## ACTIVITY
Tally every line below where "nulled" appears, then report the total alone.

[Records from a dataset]
┄┄┄┄┄┄┄┄┄┄

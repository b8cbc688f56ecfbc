//! Identity elimination, rotation merging, self-inverse cancellation, and
//! commutation-aware lookback (C4).

use std::collections::HashMap;
use std::f64::consts::TAU;

use crate::gates::GateName;
use crate::ir::{Instruction, QubitRef};
use crate::types::QubitHandle;

const ANGLE_TOLERANCE: f64 = 1e-10;

fn is_zero_angle(theta: f64) -> bool {
    let reduced = theta.rem_euclid(TAU);
    reduced < ANGLE_TOLERANCE || (TAU - reduced) < ANGLE_TOLERANCE
}

fn is_identity(instruction: &Instruction) -> bool {
    match instruction.gate {
        GateName::Rx | GateName::Ry | GateName::Rz => is_zero_angle(instruction.params[0]),
        GateName::U3 => instruction.params.iter().all(|&p| is_zero_angle(p)),
        _ => false,
    }
}

/// Which wire of a two-qubit gate a shared qubit occupies, for the
/// commutation table of §4.4.
#[derive(PartialEq)]
enum Role {
    Control,
    Target,
}

fn role_of(gate: &GateName, qubits: &[QubitHandle], qubit: QubitHandle) -> Option<Role> {
    match gate {
        GateName::Cnot | GateName::Cz => {
            if qubits[0] == qubit {
                Some(Role::Control)
            } else if qubits[1] == qubit {
                Some(Role::Target)
            } else {
                None
            }
        }
        _ => None,
    }
}

/// True iff `single` (a single-qubit op on `qubit`) commutes through the
/// CNOT/CZ role `qubit` plays, per the table's control/target rows.
fn commutes_through(single: &GateName, role: &Role) -> bool {
    match role {
        Role::Control => single.is_diagonal_family(),
        Role::Target => single.is_x_family(),
    }
}

/// True iff two single-qubit gates sharing a wire mutually commute, per the
/// table's S/T/RZ rows (Z's row lists only CNOT/CZ control, not S/T/RZ, so
/// Z is deliberately excluded here).
fn single_qubit_gates_commute(a: &GateName, b: &GateName) -> bool {
    fn is_phase_family(g: &GateName) -> bool {
        matches!(g, GateName::S | GateName::T | GateName::Rz)
    }
    is_phase_family(a) && is_phase_family(b)
}

/// A single forward sweep building an output list while tracking, per
/// qubit, a trail of output-slot indices (`wire_map`); `None` marks a
/// nulled (cancelled/merged-away) slot.
pub fn optimize(ir: &[Instruction]) -> Vec<Instruction> {
    let mut output: Vec<Option<Instruction>> = Vec::new();
    let mut wire_map: HashMap<QubitHandle, Vec<usize>> = HashMap::new();

    for incoming in ir {
        if is_identity(incoming) {
            continue;
        }

        if let QubitRef::One(qubit) = incoming.qubit_ref {
            if let Some(slot) = find_partner(&output, &wire_map, qubit, incoming) {
                // The merge rewrites `output[slot]` in place, so the wire's
                // existing trail entry for `slot` already points at the
                // right place — rotation-merge slot preservation (§9 Open
                // Questions) falls out for free here.
                if apply_merge(&mut output, slot, incoming) {
                    continue;
                }
            }
        }

        let slot = output.len();
        output.push(Some(incoming.clone()));
        for qubit in incoming.qubit_ref.qubits() {
            wire_map.entry(qubit).or_default().push(slot);
        }
    }

    output.into_iter().flatten().filter(|i| !is_identity(i)).collect()
}

/// Walks `qubit`'s wire trail backward, skipping nulled slots, stopping at
/// the first candidate that is either a same-gate merge partner or a
/// non-commuting obstacle. Multi-qubit incoming ops never reach here (the
/// caller only calls this for single-qubit `incoming`), but multi-qubit
/// gates already on a wire are valid lookback obstacles.
fn find_partner(
    output: &[Option<Instruction>],
    wire_map: &HashMap<QubitHandle, Vec<usize>>,
    qubit: QubitHandle,
    incoming: &Instruction,
) -> Option<usize> {
    let trail = wire_map.get(&qubit)?;
    for &slot in trail.iter().rev() {
        let candidate = match &output[slot] {
            Some(c) => c,
            None => continue,
        };
        if candidate.gate == incoming.gate && candidate.qubit_ref == incoming.qubit_ref {
            return Some(slot);
        }
        let candidate_qubits = candidate.qubit_ref.qubits();
        let commutes = if candidate_qubits.len() == 1 {
            single_qubit_gates_commute(&incoming.gate, &candidate.gate)
        } else {
            match role_of(&candidate.gate, &candidate_qubits, qubit) {
                Some(role) => commutes_through(&incoming.gate, &role),
                // Every candidate on this wire shares `qubit` with
                // `incoming` by construction; the commutation table only
                // grants passage through a CNOT/CZ control or target wire,
                // so any other multi-qubit gate sharing the wire is a
                // blocker.
                None => false,
            }
        };
        if !commutes {
            return None;
        }
    }
    None
}

/// Applies the merge/cancel rule for a same-gate partner at `slot`,
/// returning `true` if the incoming op was absorbed (so the caller should
/// not also append it).
fn apply_merge(output: &mut [Option<Instruction>], slot: usize, incoming: &Instruction) -> bool {
    let partner_gate = output[slot].as_ref().unwrap().gate.clone();
    match partner_gate {
        GateName::Rx | GateName::Ry | GateName::Rz => {
            let partner_angle = output[slot].as_ref().unwrap().params[0];
            let combined = (partner_angle + incoming.params[0]).rem_euclid(TAU);
            if is_zero_angle(combined) {
                output[slot] = None;
            } else {
                output[slot].as_mut().unwrap().params[0] = combined;
            }
            true
        }
        GateName::S => {
            output[slot].as_mut().unwrap().gate = GateName::Z;
            true
        }
        GateName::T => {
            output[slot].as_mut().unwrap().gate = GateName::S;
            true
        }
        ref g if g.is_self_inverse() => {
            output[slot] = None;
            true
        }
        _ => false,
    }
}

#[cfg(test)]
mod tests {
    use super::*;

    fn q(slot: u32) -> QubitHandle {
        QubitHandle::for_test(slot)
    }

    #[test]
    fn s_then_s_becomes_z() {
        let qubit = q(0);
        let ir = vec![
            Instruction::single(GateName::S, qubit),
            Instruction::single(GateName::S, qubit),
        ];
        let result = optimize(&ir);
        assert_eq!(result.len(), 1);
        assert_eq!(result[0].gate, GateName::Z);
    }

    #[test]
    fn t_then_t_becomes_s() {
        let qubit = q(0);
        let ir = vec![
            Instruction::single(GateName::T, qubit),
            Instruction::single(GateName::T, qubit),
        ];
        let result = optimize(&ir);
        assert_eq!(result.len(), 1);
        assert_eq!(result[0].gate, GateName::S);
    }

    #[test]
    fn h_then_h_cancels() {
        let qubit = q(0);
        let ir = vec![
            Instruction::single(GateName::H, qubit),
            Instruction::single(GateName::H, qubit),
        ];
        assert!(optimize(&ir).is_empty());
    }

    #[test]
    fn zero_angle_rotation_is_dropped() {
        let qubit = q(0);
        let ir = vec![Instruction::single_with_params(GateName::Rz, qubit, vec![0.0])];
        assert!(optimize(&ir).is_empty());
    }

    #[test]
    fn rz_merges_across_commuting_cnot_control() {
        let data = q(0);
        let target = q(1);
        let ir = vec![
            Instruction::single_with_params(GateName::Rz, data, vec![0.3]),
            Instruction::two(GateName::Cnot, data, target),
            Instruction::single_with_params(GateName::Rz, data, vec![0.4]),
        ];
        let result = optimize(&ir);
        assert_eq!(result.len(), 2);
        assert_eq!(result[0].gate, GateName::Rz);
        assert!((result[0].params[0] - 0.7).abs() < 1e-9);
        assert_eq!(result[1].gate, GateName::Cnot);
    }

    #[test]
    fn x_on_target_blocks_rz_lookback_through_cnot_control() {
        let data = q(0);
        let target = q(1);
        let ir = vec![
            Instruction::single_with_params(GateName::Rz, data, vec![0.3]),
            Instruction::two(GateName::Cnot, data, target),
            Instruction::single(GateName::X, data),
            Instruction::single_with_params(GateName::Rz, data, vec![0.4]),
        ];
        let result = optimize(&ir);
        // X on `data` is not diagonal-family, so it is itself a blocker for
        // the trailing RZ: no merge back to the leading RZ.
        assert_eq!(result.iter().filter(|i| i.gate == GateName::Rz).count(), 2);
    }

    mod commutation_regressions {
        use super::*;

        /// §9 Open Questions: CNOT/CZ/SWAP never *initiate* a lookback
        /// (the arity filter in step 2 only applies to single-qubit ops),
        /// so two adjacent identical CNOTs are never recognized as a
        /// cancelling pair even though CNOT is listed as self-inverse in
        /// step 3. This is the literal, intentional behavior — not a bug.
        #[test]
        fn adjacent_identical_cnots_are_not_cancelled() {
            let c = q(0);
            let t = q(1);
            let ir = vec![
                Instruction::two(GateName::Cnot, c, t),
                Instruction::two(GateName::Cnot, c, t),
            ];
            assert_eq!(optimize(&ir).len(), 2);
        }

        /// RZ commutes through S (both in the phase family), so the two RZ
        /// ops should merge across it.
        #[test]
        fn rz_merges_across_commuting_s() {
            let qubit = q(0);
            let ir = vec![
                Instruction::single_with_params(GateName::Rz, qubit, vec![0.1]),
                Instruction::single(GateName::S, qubit),
                Instruction::single_with_params(GateName::Rz, qubit, vec![0.2]),
            ];
            let result = optimize(&ir);
            assert_eq!(result.len(), 2);
            assert_eq!(result[0].gate, GateName::Rz);
            assert!((result[0].params[0] - 0.3).abs() < 1e-9);
            assert_eq!(result[1].gate, GateName::S);
        }

        /// Z's table row lists only CNOT/CZ control, not S/T/RZ, so an
        /// intervening Z must still block an RZ lookback.
        #[test]
        fn rz_lookback_is_blocked_by_z_despite_both_being_diagonal() {
            let qubit = q(0);
            let ir = vec![
                Instruction::single_with_params(GateName::Rz, qubit, vec![0.1]),
                Instruction::single(GateName::Z, qubit),
                Instruction::single_with_params(GateName::Rz, qubit, vec![0.2]),
            ];
            let result = optimize(&ir);
            assert_eq!(result.iter().filter(|i| i.gate == GateName::Rz).count(), 2);
        }

        /// The partner slot is preserved on merge (not the incoming op's
        /// position); verifies the merged angle lands at the earlier slot
        /// even with an intervening commuting gate.
        #[test]
        fn rotation_merge_preserves_partner_slot_order() {
            let data = q(0);
            let target = q(1);
            let ir = vec![
                Instruction::single_with_params(GateName::Rz, data, vec![0.1]),
                Instruction::single(GateName::Z, target),
                Instruction::single_with_params(GateName::Rz, data, vec![0.2]),
            ];
            let result = optimize(&ir);
            assert_eq!(result.len(), 2);
            assert_eq!(result[0].gate, GateName::Rz);
            assert!((result[0].params[0] - 0.3).abs() < 1e-9);
        }
    }
}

┄┄┄┄┄┄┄┄┄┄

## ANSWER TO THE PROBLEM
2